There is therefore a need to intensify the health education at health facilities and in the community along with strengthening the traditional home visit system so as to continue encouraging caregivers to take their children for IPV immunization.

Conclusions

The current proportion of IPV uptake among children aged 12–23 months in Kalungu District, Uganda is higher than the last reported national coverage, but more progress needs to be made. Caregivers’ education status was significantly associated with IPV uptake, as was distance to the immunization post. Health workers and VHTs in the community have a critical role in promoting uptake of the vaccine. Strengthening multiple aspects of the health system together can have a beneficial impact on IPV uptake and improve the health of Uganda’s children.

Conflict of interest statement. None declared.

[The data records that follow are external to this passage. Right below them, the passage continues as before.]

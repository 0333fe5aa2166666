//! Bidirectional hash ⇄ name table.

use std::collections::{BTreeMap, HashMap};

use serde::{Deserialize, Serialize};

/// Maps 32-bit name hashes to the strings they were derived from, and back.
///
/// Both directions are kept in sync on every insert. Iteration via [`Hashes::iter`]
/// is ordered by hash so serialized tables are deterministic.
#[derive(Debug, Clone, Default, PartialEq, Eq, Serialize, Deserialize)]
#[serde(from = "BTreeMap<i32, String>", into = "BTreeMap<i32, String>")]
pub struct Hashes {
	by_hash: BTreeMap<i32, String>,
	by_name: HashMap<String, i32>,
}

impl Hashes {
	/// Creates an empty table.
	pub fn new() -> Self {
		Self::default()
	}

	/// Inserts or replaces the name for `hash`.
	pub fn insert(&mut self, hash: i32, name: impl Into<String>) {
		let name = name.into();
		if let Some(previous) = self.by_hash.insert(hash, name.clone()) {
			if previous != name {
				self.by_name.remove(&previous);
			}
		}
		self.by_name.insert(name, hash);
	}

	/// Removes `hash` and its name.
	pub fn remove(&mut self, hash: i32) -> Option<String> {
		let name = self.by_hash.remove(&hash)?;
		if self.by_name.get(&name) == Some(&hash) {
			self.by_name.remove(&name);
		}
		Some(name)
	}

	/// Looks up the name stored for `hash`.
	pub fn name(&self, hash: i32) -> Option<&str> {
		self.by_hash.get(&hash).map(String::as_str)
	}

	/// Looks up the hash stored for `name`.
	pub fn hash(&self, name: &str) -> Option<i32> {
		self.by_name.get(name).copied()
	}

	/// Returns `true` when `hash` is present.
	pub fn contains(&self, hash: i32) -> bool {
		self.by_hash.contains_key(&hash)
	}

	/// Number of entries.
	pub fn len(&self) -> usize {
		self.by_hash.len()
	}

	/// Returns `true` when the table is empty.
	pub fn is_empty(&self) -> bool {
		self.by_hash.is_empty()
	}

	/// Iterates `(hash, name)` pairs in hash order.
	pub fn iter(&self) -> impl Iterator<Item = (i32, &str)> {
		self.by_hash.iter().map(|(&hash, name)| (hash, name.as_str()))
	}
}

impl From<BTreeMap<i32, String>> for Hashes {
	fn from(by_hash: BTreeMap<i32, String>) -> Self {
		let by_name = by_hash.iter().map(|(&hash, name)| (name.clone(), hash)).collect();
		Self {
			by_hash,
			by_name,
		}
	}
}

impl From<Hashes> for BTreeMap<i32, String> {
	fn from(value: Hashes) -> Self {
		value.by_hash
	}
}

impl FromIterator<(i32, String)> for Hashes {
	fn from_iter<T: IntoIterator<Item = (i32, String)>>(iter: T) -> Self {
		let mut hashes = Hashes::new();
		for (hash, name) in iter {
			hashes.insert(hash, name);
		}
		hashes
	}
}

Ethical approval. Ethical approval for this study was obtained from the Makerere University School of Public Health Higher Degrees Research and Ethics Committee (HDREC). Permission was granted from the District Health Officer-Kalungu to do research in the lower health facilities and from the in-charge health officers at each health centre. Written informed consent was sought from participants. Participant confidentiality was ensured using assigned study identity numbers instead of names.

Table 2

Bivariate analysis of individual factors associated with IPV uptake.

Factor	IPV use
	Yes n (%)	No n (%)	UPR 95% CI	p-value
Age
15–19	22(81.5)	5(18.5)		1
20–29	185(76.7)	56(23.2)	1.25(0.55–2.86)	0.590
30–39	64(61.5)	40(38.5)	2.08(0.91–4.76)	0.084
40+	18(52.9)	16(47.1)	2.54(1.06–6.06)*	0.035
Sex
Male	34(64.2)	19(35.9)	1
Female	255(72.2)	98(27.8)	0.77(0.52–1.15)	0.208
Religion
Catholic	162(74.0)	57(26.0)	1
Protestant	41(64.1)	23(35.9)	1.38(0.93–2.05)	0.111
Muslim	71(68.9)	32(31.1)	1.19(0.83–1.72)	0.341
Others*	15(75.0)	5(25.0)	0.96(0.43–2.12)	0.921
Marital status
Married	238(71.3)	96(28.7)	1
Not married	51(70.8)	21(29.2)	1.01(0.68–1.51)	0.943
Education level
No education	3(27.3)		8(72.7)	1
Primary	119(55.9)	94(44.1)	1.45(1.12–1.71)*	0.013
Post-primary	167(91.8)	15(8.2)	1.51(1.3–2.10)***	<0.001
Knowledge of IPV
Knowledgeable	92(93.9)	6(6.1)	1.82(0.57–5.83)	0.310
Poor knowledge	144(96.6)	5(3.4)	1
Attitude towards IPV
Favourable attitude	7(35.0)	13(65)	1
Negative attitude	282(73.3)	103(26.7)	0.41(0.29–0.59)***	<0.001

P < 0.05;

P < 0.01;

P < 0.001.

UPR = unadjusted prevalence ratio. CI = confidence interval.